Airports are usually a terrible experience. You arrive hours early for a flight that may or may not be on time, move slowly through detailed security and pay over the odds for underwhelming food. Add to the mix crowded waiting areas, long queues and cramped seats and it’s not an experience to be anticipated with pleasure.
But could the airport experience be changing for the better? A recent Deloitte report argues that it might be, suggesting that the IoT could “increase revenue” for operators while “simultaneously improving the overall passenger experience.”
Speaking to Internet of Business, the report’s author Candice Irvin, US airline leader for Deloitte Consulting LLP, said that all parties could benefit from a reinvented customer experience.

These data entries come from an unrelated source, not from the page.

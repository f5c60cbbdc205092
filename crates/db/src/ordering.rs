//! Explicit sort keys for list queries.
//!
//! Callers pass an `(filter, ordering)` pair into every list call; there is
//! no ambient query state. The wire convention follows the original API:
//! `field` sorts ascending, `-field` descending.

use std::str::FromStr;

#[derive(Debug, Clone, Copy, PartialEq, Eq)]
pub enum Direction {
    Asc,
    Desc,
}

impl Direction {
    pub fn sql(self) -> &'static str {
        match self {
            Direction::Asc => "ASC",
            Direction::Desc => "DESC",
        }
    }
}

/// A sortable column paired with a direction.
#[derive(Debug, Clone, Copy, PartialEq, Eq)]
pub struct Ordering<F> {
    pub field: F,
    pub direction: Direction,
}

impl<F> Ordering<F> {
    pub const fn new(field: F, direction: Direction) -> Self {
        Self { field, direction }
    }
}

/// Default order is newest-created first.
impl<F: Default> Default for Ordering<F> {
    fn default() -> Self {
        Self::new(F::default(), Direction::Desc)
    }
}

/// Parse a `field` / `-field` ordering expression against a closed column
/// set. Returns `None` for columns the entity does not allow sorting on.
pub fn parse_ordering<F: FromStr>(raw: &str) -> Option<Ordering<F>> {
    let (direction, name) = match raw.strip_prefix('-') {
        Some(name) => (Direction::Desc, name),
        None => (Direction::Asc, raw),
    };
    F::from_str(name)
        .ok()
        .map(|field| Ordering::new(field, direction))
}
//! Route definitions for the `/projects` resource.

use axum::routing::get;
use axum::Router;

use crate::handlers::project;
use crate::state::AppState;

/// Routes mounted at `/projects`.
///
/// ```text
/// GET    /        -> list
/// POST   /        -> create
/// GET    /{id}    -> get_by_id
/// PUT    /{id}    -> update
/// PATCH  /{id}    -> partial_update
/// DELETE /{id}    -> delete
/// ```
pub fn router() -> Router<AppState> {
    Router::new()
        .route("/", get(project::list).post(project::create))
        .route(
            "/{id}",
            get(project::get_by_id)
                .put(project::update)
                .patch(project::partial_update)
                .delete(project::delete),
        )
}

“Many of the airport IoT examples being touted are focused on the passenger experience – biometric kiosks in customs, blue-dot indoor mapping, and so on,” she told Internet of Business.
“IoT has the ability to impact both RASM [revenue per available seat mile] through a differentiated customer experience and/or new revenue streams, and CASM [cost per available seat mile] as result of greater efficiencies. Likewise, airports have the opportunity to increase revenues and lower operating expenses.”
Internet of Business sees eight key areas where IoT could change that airport experience from beginning to end.
Stage 1: Arrival and check-in
Check-in has improved significantly over recent years, with the introduction of online check-in and speedy bag-drop processes. But more automation is coming.
For example, budget US airline JetBlue has begun using IoT to automate this process through its ‘Auto Check-in’ function. After booking, customers are automatically issued a ticket and given a seat 24 hours before take-off, without having to log onto the app or website. The seat is chosen based on data about the passenger’s preferences, and they are then sent a boarding pass.
“Today, with the technology we have, we don’t need to check you in, so we eliminated the step and our customers love it,” JetBlue CIO Eash Sundaram has said.
Stage 2: Moving through the airport
The check-in process may now be relatively painless, but the same cannot always be said of moving around airports, with passengers often getting lost and/or frustrated by long queues and overcrowding.
Again, new technology is changing that, with Bluetooth beacons, NFC tags, Wi-Fi and geolocation enabling airport operators to pinpoint passengers’ locations – and serve them relevant information, such as flight notices and product offers, at the right time.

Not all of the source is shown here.